Among the entries below, find each line holding "count" and return it.

※

//! Netload Core Library
//!
//! This library provides the core functionality for the netload tool, a
//! single-shot HTTP file fetcher: it resolves redirects manually, then
//! streams the terminal response body to disk in bounded-memory chunks
//! while reporting progress.
//!
//! # Architecture
//!
//! Everything lives under the [`fetch`] module:
//! - `resolver` - the connect / request / classify / follow-or-stop loop
//! - `streamer` - chunked body transfer to a destination file
//! - `plan` - size classification and chunk-size policy
//! - `progress` - in-place progress line rendering
//! - `filename` - destination name derivation from URL and Content-Type

// Clippy lints - strict for library code
#![deny(clippy::unwrap_used)]
#![deny(clippy::expect_used)]
#![warn(clippy::pedantic)]
#![allow(clippy::module_name_repetitions)]

pub mod fetch;

// Re-export commonly used types
pub use fetch::{
    DownloadPlan, FetchError, Progress, Resolved, TotalSize, derive_filename, format_size,
    normalize_url, resolve, stream_to_file,
};
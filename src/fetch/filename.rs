//! Destination filename derivation from the resolved URL and Content-Type.

use std::borrow::Cow;

use tracing::debug;
use url::Url;

/// Name used when the URL path has no usable last segment.
const DEFAULT_STEM: &str = "index";

/// Derives the destination filename from the resolved URL path and the
/// response Content-Type.
///
/// The last path segment is used (percent-decoded and sanitized), or
/// `index` when the path ends without one. The extension inferred from the
/// stripped Content-Type is appended when the name does not already end
/// with it; when no extension can be inferred the name is used as-is.
#[must_use]
pub fn derive_filename(target: &Url, content_type: Option<&str>) -> String {
    let segment = target
        .path_segments()
        .and_then(|mut segments| segments.next_back())
        .filter(|segment| !segment.is_empty())
        .map(|segment| {
            urlencoding::decode(segment)
                .map(Cow::into_owned)
                .unwrap_or_else(|e| {
                    debug!(segment = %segment, error = %e, "URL decoding failed, using raw segment");
                    segment.to_string()
                })
        });

    let mut name = match segment {
        Some(segment) => sanitize_filename(&segment),
        None => DEFAULT_STEM.to_string(),
    };

    if let Some(extension) = content_type.and_then(extension_from_content_type)
        && !name.ends_with(extension)
    {
        name.push_str(extension);
    }
    name
}

/// Guess file extension from a Content-Type header value.
///
/// Parameters after `;` are stripped before matching. Unknown types yield
/// `None` and the derived name keeps whatever extension it already had.
pub(crate) fn extension_from_content_type(content_type: &str) -> Option<&'static str> {
    let mime = content_type
        .split(';')
        .next()
        .unwrap_or("")
        .trim()
        .to_lowercase();

    match mime.as_str() {
        "text/html" => Some(".html"),
        "text/plain" => Some(".txt"),
        "application/json" => Some(".json"),
        "application/xml" | "text/xml" => Some(".xml"),
        "application/pdf" => Some(".pdf"),
        "image/jpeg" => Some(".jpg"),
        "image/png" => Some(".png"),
        "image/gif" => Some(".gif"),
        "image/svg+xml" => Some(".svg"),
        "application/zip" => Some(".zip"),
        "application/gzip" => Some(".gz"),
        "text/css" => Some(".css"),
        "text/javascript" | "application/javascript" => Some(".js"),
        "video/mp4" => Some(".mp4"),
        "audio/mpeg" => Some(".mp3"),
        "application/octet-stream" => Some(".bin"),
        _ => None,
    }
}

/// Sanitizes a filename for filesystem safety.
///
/// Replaces characters that are invalid on common filesystems:
/// / \ : * ? " < > |
fn sanitize_filename(name: &str) -> String {
    let sanitized: String = name
        .chars()
        .map(|c| match c {
            '/' | '\\' | ':' | '*' | '?' | '"' | '<' | '>' | '|' => '_',
            c if c.is_control() => '_',
            c => c,
        })
        .collect();

    if sanitized.trim_matches(['_', '.']).is_empty() {
        DEFAULT_STEM.to_string()
    } else {
        sanitized
    }
}
//! Constants for the fetch module (timeouts, redirect bound, chunk policy).

/// Default network timeout in seconds, applied per connect/read operation.
pub const DEFAULT_TIMEOUT_SECS: f64 = 10.0;

/// Maximum redirect hops before resolution gives up.
pub const DEFAULT_MAX_REDIRECTS: usize = 5;

/// Declared body sizes above this threshold (1 MiB) use the large chunk.
pub const LARGE_BODY_THRESHOLD: u64 = 1024 * 1024;

/// Chunk size for bodies larger than [`LARGE_BODY_THRESHOLD`] (16 KiB).
pub const LARGE_CHUNK_SIZE: usize = 16 * 1024;

/// Chunk size for small or unknown-size bodies (4 KiB).
pub const SMALL_CHUNK_SIZE: usize = 4096;
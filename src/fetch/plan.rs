//! Download plan derivation: total size classification and chunk policy.
//!
//! The plan is computed once from the terminal response headers, before
//! any body bytes are read, and stays fixed for the whole transfer.

use reqwest::header::CONTENT_LENGTH;

use super::constants::{LARGE_BODY_THRESHOLD, LARGE_CHUNK_SIZE, SMALL_CHUNK_SIZE};

/// Declared body size: a nonnegative byte count, or unknown when the
/// response carries no usable Content-Length.
#[derive(Debug, Clone, Copy, PartialEq, Eq)]
pub enum TotalSize {
    /// Content-Length declared this many bytes.
    Known(u64),
    /// No Content-Length header (or an unparsable one).
    Unknown,
}

impl TotalSize {
    /// Human-readable rendering, `unknown` when no size was declared.
    #[must_use]
    pub fn human_readable(&self) -> String {
        match self {
            Self::Known(bytes) => format_size(*bytes),
            Self::Unknown => "unknown".to_string(),
        }
    }
}

/// Chunking strategy for one transfer. Chunk size is always positive and
/// never changes mid-transfer.
#[derive(Debug, Clone, Copy, PartialEq, Eq)]
pub struct DownloadPlan {
    /// Declared total size.
    pub total: TotalSize,
    /// Bytes to read per chunk.
    pub chunk_size: usize,
}

impl DownloadPlan {
    /// Derives a plan from a declared content length.
    ///
    /// Sizes above 1 MiB use 16 KiB chunks to amortize syscall overhead;
    /// everything else (including unknown sizes) uses 4 KiB to bound the
    /// latency to the first progress update.
    #[must_use]
    pub fn from_content_length(content_length: Option<u64>) -> Self {
        match content_length {
            Some(bytes) if bytes > LARGE_BODY_THRESHOLD => Self {
                total: TotalSize::Known(bytes),
                chunk_size: LARGE_CHUNK_SIZE,
            },
            Some(bytes) => Self {
                total: TotalSize::Known(bytes),
                chunk_size: SMALL_CHUNK_SIZE,
            },
            None => Self {
                total: TotalSize::Unknown,
                chunk_size: SMALL_CHUNK_SIZE,
            },
        }
    }

    /// Derives a plan from the Content-Length header of a response.
    #[must_use]
    pub fn from_response(response: &reqwest::Response) -> Self {
        let content_length = response
            .headers()
            .get(CONTENT_LENGTH)
            .and_then(|value| value.to_str().ok())
            .and_then(|value| value.parse::<u64>().ok());
        Self::from_content_length(content_length)
    }
}

/// Formats a byte count as a human string with one decimal place.
///
/// Thresholds: below 1024 → `B`, below 1024² → `KB`, at or above → `MB`.
#[must_use]
#[allow(clippy::cast_precision_loss)]
pub fn format_size(bytes: u64) -> String {
    const KIB: f64 = 1024.0;
    const MIB: f64 = 1024.0 * 1024.0;

    let bytes = bytes as f64;
    if bytes >= MIB {
        format!("{:.1} MB", bytes / MIB)
    } else if bytes >= KIB {
        format!("{:.1} KB", bytes / KIB)
    } else {
        format!("{bytes:.1} B")
    }
}
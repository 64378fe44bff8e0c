//! Error types for the fetch module.
//!
//! Every failure in the pipeline is fatal to the current invocation: there
//! are no retries. Variants carry the context (URL or path) needed for a
//! clear message at the top level.

use std::path::PathBuf;

use thiserror::Error;

/// Errors that can occur while resolving a URL or streaming its body.
#[derive(Debug, Error)]
pub enum FetchError {
    /// The input carried an explicit scheme other than http/https.
    #[error("unsupported URL scheme: {scheme}")]
    UnsupportedScheme {
        /// The rejected scheme.
        scheme: String,
    },

    /// The input could not be parsed as a URL.
    #[error("invalid URL: {url}")]
    InvalidUrl {
        /// The invalid URL string.
        url: String,
    },

    /// A connect or read deadline was exceeded during resolution.
    #[error("timeout fetching {url}")]
    Timeout {
        /// The URL that timed out.
        url: String,
    },

    /// Network-level failure (DNS resolution, connection refused, TLS).
    #[error("network error fetching {url}: {source}")]
    Network {
        /// The URL that failed.
        url: String,
        /// The underlying transport error.
        #[source]
        source: reqwest::Error,
    },

    /// A redirect status arrived without a Location header.
    #[error("redirect from {url} has no Location header")]
    MissingRedirectTarget {
        /// The URL whose response omitted the header.
        url: String,
    },

    /// The server answered 404.
    #[error("URL not found: {url}")]
    NotFound {
        /// The URL that was not found.
        url: String,
    },

    /// Any other non-200, non-redirect status.
    #[error("unexpected HTTP status {status} {reason} for {url}")]
    UnexpectedStatus {
        /// The URL that returned the status.
        url: String,
        /// The HTTP status code.
        status: u16,
        /// The reason phrase.
        reason: String,
    },

    /// The redirect hop count reached the configured limit.
    #[error("too many redirects (limit {limit}) starting from {url}")]
    TooManyRedirects {
        /// The URL resolution started from.
        url: String,
        /// The configured hop limit.
        limit: usize,
    },

    /// I/O failure while reading the body or writing the destination file.
    /// The partially written file is left in place.
    #[error("transfer failed for {path}: {source}")]
    TransferFailed {
        /// The destination path being written.
        path: PathBuf,
        /// The underlying I/O error.
        #[source]
        source: std::io::Error,
    },
}

impl FetchError {
    /// Creates an unsupported-scheme error.
    pub fn unsupported_scheme(scheme: impl Into<String>) -> Self {
        Self::UnsupportedScheme {
            scheme: scheme.into(),
        }
    }

    /// Creates an invalid URL error.
    pub fn invalid_url(url: impl Into<String>) -> Self {
        Self::InvalidUrl { url: url.into() }
    }

    /// Creates a timeout error.
    pub fn timeout(url: impl Into<String>) -> Self {
        Self::Timeout { url: url.into() }
    }

    /// Creates a network error from a reqwest error.
    pub fn network(url: impl Into<String>, source: reqwest::Error) -> Self {
        Self::Network {
            url: url.into(),
            source,
        }
    }

    /// Creates a missing-redirect-target error.
    pub fn missing_redirect_target(url: impl Into<String>) -> Self {
        Self::MissingRedirectTarget { url: url.into() }
    }

    /// Creates a not-found error.
    pub fn not_found(url: impl Into<String>) -> Self {
        Self::NotFound { url: url.into() }
    }

    /// Creates an unexpected-status error.
    pub fn unexpected_status(url: impl Into<String>, status: u16, reason: impl Into<String>) -> Self {
        Self::UnexpectedStatus {
            url: url.into(),
            status,
            reason: reason.into(),
        }
    }

    /// Creates a too-many-redirects error.
    pub fn too_many_redirects(url: impl Into<String>, limit: usize) -> Self {
        Self::TooManyRedirects {
            url: url.into(),
            limit,
        }
    }

    /// Creates a transfer-failed error.
    pub fn transfer_failed(path: impl Into<PathBuf>, source: std::io::Error) -> Self {
        Self::TransferFailed {
            path: path.into(),
            source,
        }
    }
}

// Note on From trait implementations:
// We intentionally do NOT implement `From<reqwest::Error>` or
// `From<std::io::Error>` because the variants require context (url, path)
// that the source errors don't provide. The helper constructors are the
// pattern used instead.

#[cfg(test)]
#[allow(clippy::unwrap_used)]
mod tests {
    use super::*;

    #[test]
    fn test_unsupported_scheme_display_names_the_scheme() {
        let error = FetchError::unsupported_scheme("ftp");
        let msg = error.to_string();
        assert!(msg.contains("ftp"), "Expected scheme in: {msg}");
        assert!(msg.contains("unsupported"), "Expected kind in: {msg}");
    }

    #[test]
    fn test_timeout_display_contains_url() {
        let error = FetchError::timeout("https://example.com/file.pdf");
        let msg = error.to_string();
        assert!(msg.contains("timeout"), "Expected 'timeout' in: {msg}");
        assert!(
            msg.contains("https://example.com/file.pdf"),
            "Expected URL in: {msg}"
        );
    }

    #[test]
    fn test_unexpected_status_display_contains_code_and_reason() {
        let error =
            FetchError::unexpected_status("https://example.com/x", 503, "Service Unavailable");
        let msg = error.to_string();
        assert!(msg.contains("503"), "Expected code in: {msg}");
        assert!(
            msg.contains("Service Unavailable"),
            "Expected reason in: {msg}"
        );
    }

    #[test]
    fn test_too_many_redirects_display_contains_limit() {
        let error = FetchError::too_many_redirects("https://example.com", 5);
        let msg = error.to_string();
        assert!(msg.contains('5'), "Expected limit in: {msg}");
    }

    #[test]
    fn test_missing_redirect_target_display() {
        let error = FetchError::missing_redirect_target("https://example.com/moved");
        let msg = error.to_string();
        assert!(msg.contains("Location"), "Expected header name in: {msg}");
        assert!(msg.contains("/moved"), "Expected URL in: {msg}");
    }

    #[test]
    fn test_transfer_failed_display_contains_path() {
        let io_error = std::io::Error::new(std::io::ErrorKind::PermissionDenied, "access denied");
        let error = FetchError::transfer_failed(PathBuf::from("/tmp/out.bin"), io_error);
        let msg = error.to_string();
        assert!(msg.contains("/tmp/out.bin"), "Expected path in: {msg}");
    }
}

※

## The completed task
/// Declared body size: a nonnegative byte count, or unknown when the
/// Formats a byte count as a human string with one decimal place.
    /// The redirect hop count reached the configured limit.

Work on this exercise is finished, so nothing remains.